General
Chipping Sparrow: Medium-sized, slender sparrow with black-streaked brown back and pale gray underparts. Cap is rufous, nape is gray, throat is white, and face stripes are black-and-white. Sexes are similar. Winter adult has black-streaked brown crown. Juvenile is similar to winter adult but has streaked underparts.
Range and Habitat
Chipping Sparrow: Breeds throughout most of the continent from Alaska, Manitoba, and Newfoundland south to California, Texas, northern Florida, and Mexico. Spends winters across southern U.S. southward into Mexico. Preferred habitats include grassy woodland edges, gardens, city parks, brushy pastures, and lawns.
Breeding and Nesting
Chipping Sparrow: Two to five blue green eggs, marked with dark brown, blue, and black, are laid in a solid cup of grass and stems, usually lined with hair, and built in shrubbery or in a tangle of vines.

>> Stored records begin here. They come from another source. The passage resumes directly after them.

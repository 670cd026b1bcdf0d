#![cfg_attr(docsrs, feature(doc_auto_cfg))]
#![warn(missing_docs, missing_debug_implementations, rust_2018_idioms)]
// Allow acronyms like CRTC
#![allow(clippy::upper_case_acronyms)]

//! # kms-present: putting rendered frames on a KMS display
//!
//! This crate implements the presentation half of an embedder that drives a Linux display
//! directly through kernel mode-setting. Rendering backends hand it opaque framebuffers,
//! and it decides which hardware planes show them, assembles the atomic commits and paces
//! the whole pipeline against the display's vertical blank.
//!
//! ## Structure of the crate
//!
//! - [`backend::drm`] contains the core:
//!   - [`DrmResources`](backend::drm::DrmResources), a snapshot of the connectors, encoders,
//!     crtcs and planes of a device together with their committed property values,
//!   - [`DrmDevice`](backend::drm::DrmDevice), the open device node, framebuffer bookkeeping
//!     and page-flip event dispatch,
//!   - [`KmsReqBuilder`](backend::drm::KmsReqBuilder) and [`KmsReq`](backend::drm::KmsReq),
//!     which allocate planes for a list of framebuffer layers and commit them,
//!   - [`FrameScheduler`](backend::drm::FrameScheduler), which keeps at most one frame in
//!     flight per output and answers vsync requests of the renderer.
//! - [`backend::udev`] finds the primary KMS device of a seat and reports hotplug uevents.
//! - [`backend::session`] abstracts how device nodes are opened.
//!
//! ## The event loop
//!
//! Nothing in this crate spawns threads. Asynchronous completion is callback based and
//! driven by [`DrmDevice::dispatch_modesetting`](backend::drm::DrmDevice::dispatch_modesetting),
//! which is usually called from a [`calloop`] event source
//! ([`DrmDeviceNotifier`](backend::drm::DrmDeviceNotifier)) whenever the device fd becomes readable.
//!
//! ### Logging
//!
//! The crate makes extensive use of [`tracing`] for its internal logging.
//!
//! For release builds it is recommended to limit the log level during compile time,
//! for example:
//!
//! ```toml
//! [dependencies]
//! tracing = { version = "0.1", features = ["max_level_trace", "release_max_level_debug"] }
//! ```

pub mod backend;
pub mod utils;

pub mod reexports;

Incubation ranges from 11 to 14 days and is carried out by the female.
Foraging and Feeding
Chipping Sparrow: Feeds on insects and seeds; forages on the ground.
Readily Eats
Cracked Corn, Millet, Sunflower
Vocalization
Chipping Sparrow: Song is a thin musical trill, all on one note like the sound of a sewing machine.
Similar Species
Chipping Sparrow: Clay-colored Sparrow has more distinct whiskers and buff breast. Brewer's Sparrow has indistinct stripe behind eye and eye-ring.